The magic molecule animating Ayahuasca is the fearsome and revered tryptamine known as DMT. Aside from its strength, DMT in both its natural and synthetic forms is unique for the similar sensations and visions shared by its supplicants. Unlike other man-made psychedelics like LSD, synthetic DMT takes many users to the same "place," where they report meeting elfish, clown-like, and insectoid beings who frequently extend the same warm and welcoming message: "We've been expecting you." This phenomenon is documented in Dr. Rick Strassman's book, DMT: The Spirit Molecule, which describes his remarkable findings over the course of the first FDA-approved psychedelic study in more than 20 years, conducted at the University of New Mexico Medical School in the mid- '90s.

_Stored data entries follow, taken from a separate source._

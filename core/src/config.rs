use std::fs;
use std::path::{Path, PathBuf};
use std::time::Duration;

use log::{debug, info};
use serde::{Deserialize, Serialize};

use crate::error::{Result, WatchError};
use crate::theme::Theme;

/// Runtime settings for a watch session, read from `config.toml`.
#[derive(Debug, Clone, PartialEq, Serialize, Deserialize)]
#[serde(default)]
pub struct Config {
    /// How long to wait for the player component to come up.
    pub component_timeout_ms: u64,
    /// How long to wait for playback to start once the component is up.
    pub startup_timeout_ms: u64,
    pub toast_duration_ms: u64,
    /// Display time for transport feedback (volume, mute, speed).
    pub short_toast_ms: u64,
    /// Delay before navigating to an external-player target that may have been blocked.
    pub launch_fallback_ms: u64,
    pub seek_step_secs: f64,
    /// Seek step used while Shift is held.
    pub fine_seek_step_secs: f64,
    pub volume_step: f64,
    pub theme: Theme,
    pub autoplay: bool,
    pub mpv_path: String,
    pub download_dir: Option<PathBuf>,
    pub speeds: Vec<f64>,
}

impl Default for Config {
    fn default() -> Self {
        Self {
            component_timeout_ms: 10_000,
            startup_timeout_ms: 15_000,
            toast_duration_ms: 3_000,
            short_toast_ms: 1_500,
            launch_fallback_ms: 300,
            seek_step_secs: 10.0,
            fine_seek_step_secs: 5.0,
            volume_step: 0.1,
            theme: Theme::Dark,
            autoplay: true,
            mpv_path: "mpv".to_string(),
            download_dir: None,
            speeds: vec![0.5, 0.75, 1.0, 1.25, 1.5, 2.0],
        }
    }
}

impl Config {
    /// `$XDG_CONFIG_HOME/watchlink/config.toml` or the platform equivalent.
    pub fn default_path() -> Option<PathBuf> {
        dirs::config_dir().map(|dir| dir.join("watchlink").join("config.toml"))
    }

    /// Load from `path`, or from the default location when `None`.
    /// A missing file yields the defaults; a malformed one is an error.
    pub fn load(path: Option<&Path>) -> Result<Self> {
        let path = match path.map(Path::to_path_buf).or_else(Self::default_path) {
            Some(p) => p,
            None => return Ok(Self::default()),
        };

        if !path.exists() {
            debug!("No config at {}, using defaults", path.display());
            return Ok(Self::default());
        }

        let text = fs::read_to_string(&path)?;
        let config = Self::from_toml(&text).map_err(|e| match e {
            WatchError::Config(msg) => WatchError::Config(format!("{}: {}", path.display(), msg)),
            other => other,
        })?;
        info!("Loaded config from {}", path.display());
        Ok(config)
    }

    pub fn from_toml(text: &str) -> Result<Self> {
        let config: Config = toml::from_str(text).map_err(|e| WatchError::Config(e.to_string()))?;
        config.validate()?;
        Ok(config)
    }

    pub fn to_toml(&self) -> Result<String> {
        toml::to_string_pretty(self).map_err(|e| WatchError::Config(e.to_string()))
    }

    fn validate(&self) -> Result<()> {
        if !(0.0..=1.0).contains(&self.volume_step) || self.volume_step == 0.0 {
            return Err(WatchError::Config(format!("volume_step must be in (0, 1], got {}", self.volume_step)));
        }
        if self.seek_step_secs <= 0.0 || self.fine_seek_step_secs <= 0.0 {
            return Err(WatchError::Config("seek steps must be positive".into()));
        }
        if self.speeds.iter().any(|s| *s <= 0.0 || s.is_nan()) {
            return Err(WatchError::Config("speeds must be positive".into()));
        }
        Ok(())
    }

    pub fn component_timeout(&self) -> Duration {
        Duration::from_millis(self.component_timeout_ms)
    }

    pub fn startup_timeout(&self) -> Duration {
        Duration::from_millis(self.startup_timeout_ms)
    }

    pub fn toast_duration(&self) -> Duration {
        Duration::from_millis(self.toast_duration_ms)
    }

    pub fn short_toast(&self) -> Duration {
        Duration::from_millis(self.short_toast_ms)
    }

    pub fn launch_fallback(&self) -> Duration {
        Duration::from_millis(self.launch_fallback_ms)
    }

    /// Configured download directory, else the system one, else the working directory.
    pub fn resolved_download_dir(&self) -> PathBuf {
        self.download_dir
            .clone()
            .or_else(dirs::download_dir)
            .unwrap_or_else(|| PathBuf::from("."))
    }
}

The natural DMT experience of Ayahuasca is likewise known for taking users to a common destination, where they are greeted by the dead, as well as assorted vine goddesses and jungle spirits, chief among them the serpentine "Ayahuasca madre."

I finally got my chance to meet the Madre in March, when an English rainforest preservation non-profit called Cool Earth invited me to join a press trip to the Peruvian Amazon. The last-minute invite allowed just a few days to round up jungle gear and malaria pills, but there was never any question of accepting the offer. It was the juiciest of junkets: starting in coastal Lima, we would venture deep into primary rainforest, roughly midway between the Andes and the Brazilian border. Our final destination was the Ashaninka village of Tinkerini, a place so remote that the locals have seen only a small handful of whites in their lives, including the anthropologist who would be our guide. Tinkerini was no forest-edge Potemkin village full of trinket-hawking nativos. It was the real thing. Not far from Tinkerini dwell some of the world's last uncontacted tribes, the kind who want nothing to do with the modern world, shoot arrows at passing helicopters, and have zero immunity to foreign germs.